> WORK TASK
Please write out, exactly as given, the line that contains "format number, 1..21." and all lines that follow it through the end of the listing, and nothing else.

> GIVEN INFORMATION
|---|
//! `OpDef`: one immutable catalogue record per mnemonic.

use super::format::{ExtensionWords, Field};
use super::mnemonic::Mnemonic;

/// Which processor family/platform a catalogued opcode is supported on.
/// Mirrors the TI-990 family's per-platform instruction-set variance (the
/// 990/12-class floating-point and BCD opcodes are not present on the base
/// TMS9900).
#[derive(Debug, Clone, Copy, PartialEq, Eq)]
pub struct PlatformSupport {
    /// Supported on the base TMS9900 / 990/4 instruction set.
    pub tms9900: bool,
    /// Supported on the 990/10 extended instruction set.
    pub ti990_10: bool,
    /// Supported on the 990/12 extended (floating-point/BCD) instruction
    /// set.
    pub ti990_12: bool,
}

impl PlatformSupport {
    /// Supported everywhere.
    pub const ALL: Self = Self {
        tms9900: true,
        ti990_10: true,
        ti990_12: true,
    };

    /// Only on the 990/12 floating-point/BCD extension.
    pub const TI990_12_ONLY: Self = Self {
        tms9900: false,
        ti990_10: false,
        ti990_12: true,
    };
}

/// One immutable catalogue entry.
///
/// Invariants (checked by the catalogue's own tests):
/// - `opcode <= opcode_legal_max < 65536`
/// - `opcode_legal_max - opcode + 1 == 2^(16 - arg_start_bit)`
/// - the field widths in `args` sum to `16 - arg_start_bit`
#[derive(Debug, Clone, Copy)]
pub struct OpDef {
    /// The mnemonic this entry describes.
    pub mnemonic: Mnemonic,
    /// Lowest opcode word that dispatches to this entry.
    pub opcode: u16,
    /// Highest opcode word (inclusive) that still dispatches to this entry;
    /// every code in `[opcode, opcode_legal_max]` shares the same behavior,
    /// differing only in the argument bits.
    pub opcode_legal_max: u16,
    /// Bit position where argument fields begin (TI convention, bit 0 =
    /// MSB); the opcode proper occupies bits `0..arg_start_bit`.
    pub arg_start_bit: u8,
    /// Named, fixed-width argument fields, in encoding order.
    pub args: &'static [Field],
    /// Instruction-word format number, 1..21.
    pub format: u8,
    /// Human-readable format-variant tag (e.g. `"reg+imm"`, `"no-reg"`)
    /// distinguishing opcodes that share a format number but not an
    /// extension-word rule (format 8's LI-family vs. LWPI/STWP-family).
    pub format_variant: &'static str,
    /// The format-mandated extension word rule for this entry.
    pub extension: ExtensionWords,
    /// `true` iff this opcode may execute only in privileged mode.
    pub privileged: bool,
    /// Status-register bits this opcode's execution may write.
    pub touches_status_bits: &'static [u8],
    /// Per-platform support table.
    pub platforms: PlatformSupport,
}

impl OpDef {
    /// Number of opcode words `[opcode, opcode_legal_max]` covers.
    pub const fn opcode_range_len(&self) -> u32 {
        self.opcode_legal_max as u32 - self.opcode as u32 + 1
    }

    /// Sum of this entry's argument-field widths.
    pub fn args_bit_width(&self) -> u16 {
        self.args.iter().map(|f| f.bit_width as u16).sum()
    }

    /// `true` iff `code` falls within this entry's opcode range.
    pub const fn covers(&self, code: u16) -> bool {
        code >= self.opcode && code <= self.opcode_legal_max
    }
}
|---|
> RESULT OF THIS TASK
    /// Instruction-word format number, 1..21.
    pub format: u8,
    /// Human-readable format-variant tag (e.g. `"reg+imm"`, `"no-reg"`)
    /// distinguishing opcodes that share a format number but not an
    /// extension-word rule (format 8's LI-family vs. LWPI/STWP-family).
    pub format_variant: &'static str,
    /// The format-mandated extension word rule for this entry.
    pub extension: ExtensionWords,
    /// `true` iff this opcode may execute only in privileged mode.
    pub privileged: bool,
    /// Status-register bits this opcode's execution may write.
    pub touches_status_bits: &'static [u8],
    /// Per-platform support table.
    pub platforms: PlatformSupport,
}

impl OpDef {
    /// Number of opcode words `[opcode, opcode_legal_max]` covers.
    pub const fn opcode_range_len(&self) -> u32 {
        self.opcode_legal_max as u32 - self.opcode as u32 + 1
    }

    /// Sum of this entry's argument-field widths.
    pub fn args_bit_width(&self) -> u16 {
        self.args.iter().map(|f| f.bit_width as u16).sum()
    }

    /// `true` iff `code` falls within this entry's opcode range.
    pub const fn covers(&self, code: u16) -> bool {
        code >= self.opcode && code <= self.opcode_legal_max
    }
}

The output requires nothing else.